IF 6 1区 计算机科学 Q1 COMPUTER SCIENCE, ARTIFICIAL INTELLIGENCE Pub Date : 2025-01-18 DOI: 10.1016/j.neunet.2025.107173
Jiangmeng Li, Wenyi Mo, Fei Song, Chuxiong Sun, Wenwen Qiang, Bing Su, Changwen Zheng

Vision-language models are pre-trained by aligning image-text pairs in a common space to deal with open-set visual concepts. Recent works adopt fixed or learnable prompts, i.e., classification weights are synthesized from natural language descriptions of task-relevant categories, to reduce the gap between tasks during the pre-training and inference phases. However, how and what prompts can improve inference performance remains unclear. In this paper, we explicitly clarify the importance of incorporating semantic information into prompts, while existing prompting methods generate prompts without sufficiently exploring the semantic information of textual labels. Manually constructing prompts with rich semantics requires domain expertise and is extremely time-consuming. To cope with this issue, we propose a knowledge-aware prompt learning method, namely Confounder-pruned Knowledge Prompt (CPKP), which retrieves an ontology knowledge graph by treating the textual label as a query to extract task-relevant semantic information. CPKP further introduces a double-tier confounder-pruning procedure to refine the derived semantic information.
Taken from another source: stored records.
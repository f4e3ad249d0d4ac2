use std::{
    io::{self, Write},
    path::{Path, PathBuf},
};

use diffview_config::Config;
use miette::Diagnostic;
use thiserror::Error;
use tracing::debug;

use crate::{fs, state::State};

/// Load the config at `path`, falling back to the defaults if there's no file there.
///
/// ## Errors
/// 1. The file exists but can't be read
/// 2. Can't parse file contents into a Config
pub(crate) fn load(path: &Path) -> Result<State, Error> {
    let root = match path.parent() {
        Some(parent) if !parent.as_os_str().is_empty() => parent.to_path_buf(),
        _ => PathBuf::from("."),
    };
    if !path.exists() {
        debug!("No {} found, using default config", path.display());
        return Ok(State {
            config: Config::default(),
            root,
        });
    }
    let source_code = fs::read_to_string(path)?;
    let config = Config::from_toml(&source_code)?;
    debug!("Loaded config from {}", path.display());
    Ok(State { config, root })
}

/// Print the config in use, as it would be written in `diffview.toml`.
pub(crate) fn show(state: &State, stdout: &mut impl Write) -> Result<(), Error> {
    let rendered = state.config.to_toml()?;
    write!(stdout, "{rendered}").map_err(Error::Stdout)
}

#[derive(Debug, Diagnostic, Error)]
pub(crate) enum Error {
    #[error(transparent)]
    #[diagnostic(transparent)]
    Fs(#[from] fs::Error),
    #[error(transparent)]
    #[diagnostic(transparent)]
    Parse(#[from] diffview_config::Error),
    #[error("Could not render the config: {0}")]
    #[diagnostic(
        code(config::serialize),
        help("This is probably a bug in DiffView, please open an issue.")
    )]
    Serialize(#[from] toml::ser::Error),
    #[error("Error writing to stdout: {0}")]
    #[diagnostic(code(config::stdout))]
    Stdout(#[source] io::Error),
}

#[cfg(test)]
#[allow(clippy::unwrap_used)]
mod test_load {
    use pretty_assertions::assert_eq;

    use super::*;

    #[test]
    fn missing_file_uses_defaults() {
        let temp_dir = tempfile::tempdir().unwrap();
        let state = load(&temp_dir.path().join(Config::FILE_NAME)).unwrap();
        assert_eq!(state.config, Config::default());
        assert_eq!(state.root, temp_dir.path());
        assert_eq!(state.notes_dir().path(), temp_dir.path().join("messages"));
    }

    #[test]
    fn bare_file_name_is_relative_to_cwd() {
        let state = load(Path::new("does-not-exist.toml")).unwrap();
        assert_eq!(state.root, PathBuf::from("."));
    }

    #[test]
    fn invalid_file() {
        let temp_dir = tempfile::tempdir().unwrap();
        let path = temp_dir.path().join(Config::FILE_NAME);
        std::fs::write(&path, "[notes]\ndir = 5\n").unwrap();
        assert!(matches!(load(&path), Err(Error::Parse(_))));
    }

    #[test]
    fn show_defaults() {
        let state = load(Path::new("does-not-exist.toml")).unwrap();
        let mut out = Vec::new();
        show(&state, &mut out).unwrap();
        let shown = String::from_utf8(out).unwrap();
        assert!(shown.contains("dir = \"messages\""));
        assert_eq!(Config::from_toml(&shown).unwrap(), state.config);
    }
}
use std::path::PathBuf;

use diffview_config::Config;
use diffview_notes::NoteDir;

/// Everything loaded before a command runs.
#[derive(Clone, Debug)]
pub(crate) struct State {
    pub(crate) config: Config,
    /// The directory the config file lives in (or would live in), which its paths are relative to
    pub(crate) root: PathBuf,
}

impl State {
    pub(crate) fn notes_dir(&self) -> NoteDir {
        NoteDir::new(self.config.notes.dir.to_path(&self.root))
    }
}

/// Whether a command should really change files or only say what it would do.
#[derive(Clone, Copy, Debug)]
pub(crate) enum RunType<T> {
    /// Don't write anything, log what would have been written instead.
    DryRun(T),
    /// Actually do the thing.
    Real(T),
}

impl<T> RunType<T> {
    #[must_use]
    pub(crate) fn of<R>(&self, new_value: R) -> RunType<R> {
        match self {
            RunType::DryRun(_) => RunType::DryRun(new_value),
            RunType::Real(_) => RunType::Real(new_value),
        }
    }

    pub(crate) fn take(self) -> (RunType<()>, T) {
        match self {
            RunType::DryRun(inner) => (RunType::DryRun(()), inner),
            RunType::Real(inner) => (RunType::Real(()), inner),
        }
    }
}
//! The diff model behind DiffView: Git diffs split into files and hunks, the lines each hunk
//! touches on either side, and merging hunks from one side to the other.

mod file;
mod hunk;
mod merge;

pub use file::{parse_git_diff, Entry, FileDiff, Highlights, Padding, ParseError};
pub use hunk::{Hunk, HunkKind, LineRegion, RegionKind};
pub use merge::{Direction, MergeError, MergeState, Side};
Adhering to the individual causal effect principle, the graph-tier confounders are gradually identified and phased out. The feature-tier confounders are eliminated by following the maximum entropy principle in information theory. Empirically, the evaluations demonstrate the effectiveness of CPKP in few-shot inference, e.g., with only two shots, CPKP outperforms the manual-prompt method by 4.64% and the learnable-prompt method by 1.09% on average.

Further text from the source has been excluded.